Matthias Reiter von der Emder Schiffsausrüstung präsentierte ein Tool für die Abwicklung von Bestellvorgängen an Bord für Lebensmittel und andere Produkte. Das Tool ermöglicht den Reedereien eine passgenaue Bestellung von Bord und Bereitstellung an Häfen in aller Welt. Einsehbar sind sämtliche Verfügbarkeiten und Preise von Artikeln. Das Programm gibt Hilfestellung bei der Kalkulation der Mengen und Kosten und sogar Hinweise für die ausgewogene Ernährung der Besatzung und Zubereitung von Speisen.

Qualifizierungstools – übersichtliche Karriereplanung und digitale Weiterbildung

Jörg Bontjer von der MARIKO GmbH berichtet von einem deutsch-niederländischen Projektansatz, der derzeit in Beantragung ist. Mit dem Projekt MyCaDO soll eine digitale Entwicklungsplattform für Fachkräfte der Schifffahrt entstehen, die verschiedenen Karrierewege begleitet. Damit würden die Beschäftigten die Möglichkeit erhalten, sich kontinuierlich und unabhängig weiterzuentwickeln und Fähigkeiten und Qualifikationen zu erwerben, die für die aktuelle bzw. nächste Karrierestufe erforderlich sind. Im Ergebnis könnte die komplette Branche von dem MyCaDO-Ansatz profitieren. Nicht nur die Arbeitnehmer selbst, sondern auch die Unternehmen, welche auf besser qualifizierte Mitarbeiter zurückgreifen und flexibler auf Entwicklungsanforderungen reagieren können und auch die Bildungseinrichtung, die ihre Qualifizierungsangebote zielgerichteter einsetzen können.

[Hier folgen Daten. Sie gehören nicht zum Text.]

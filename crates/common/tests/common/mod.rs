//! Shared test utilities for content store integration tests
#![allow(dead_code)]

use std::path::Path;

use common::content::ContentStore;
use tempfile::TempDir;

/// Set up a content store rooted in a fresh temporary directory
pub async fn setup_store() -> (ContentStore, TempDir) {
    let temp_dir = TempDir::new().unwrap();
    let store = ContentStore::open(temp_dir.path().join("uploads"))
        .await
        .unwrap();
    (store, temp_dir)
}

/// Names of the entries directly under `dir`, excluding the staging area
pub fn entries(dir: &Path) -> Vec<String> {
    let mut names: Vec<String> = std::fs::read_dir(dir)
        .unwrap()
        .map(|e| e.unwrap().file_name().to_string_lossy().to_string())
        .filter(|name| name != common::content::INCOMING_DIR)
        .collect();
    names.sort();
    names
}

/// True when the staging area holds no leftover files
pub fn staging_is_empty(store: &ContentStore) -> bool {
    std::fs::read_dir(store.root().join(common::content::INCOMING_DIR))
        .unwrap()
        .next()
        .is_none()
}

Herr Dr. Ahlers von der Balance GmbH Bremen berichtete über das Projekt SMALO, in dem ein digitales Weiterbildungsportal für Beschäftigte in der Logistik entsteht. Hier werden Weiterbildungsangebote für die Logistik-Branche gebündelt. Dadurch wird Weiterbildungsinteressierten über einen zentralen Anlaufpunkt mehr Übersichtlichkeit und ein besserer Zugang zu Angeboten ermöglicht. Zusätzlich soll das Portal über den Einsatz KI-basierter Verfahren individuelle und flexible Lernpfade anbieten, die Nutzer ihrem konkreten Lernbedarf abholen und sie bei der Auswahl von passenden Lernangeboten unterstützen.

Erfolg der Systeme steht und fällt mit der adäquaten Einbindung der Nutzer

Im Anschluss an die Beiträge wurde intensiv über die Handhabbarkeit der Instrumente diskutiert. Die Digitalisierung bietet nach Ansicht der TeilnehmerInnen erhebliche Vorteile bei der Vereinfachung von Prozessen und bei der Vermeidung von Fehlern. Dies ist – gerade in Zeiten mit einem ansteigenden Fachkräftemangel – von erheblicher Bedeutung. Allerdings steht und fällt der Erfolg der Systeme mit der adäquaten Einbindung der (potenziellen) Nutzer schon bei der Entwicklung (Stichwort „human factor“) und der Sicherstellung der Datensicherheit und Klärung des rechtlichen Rahmens.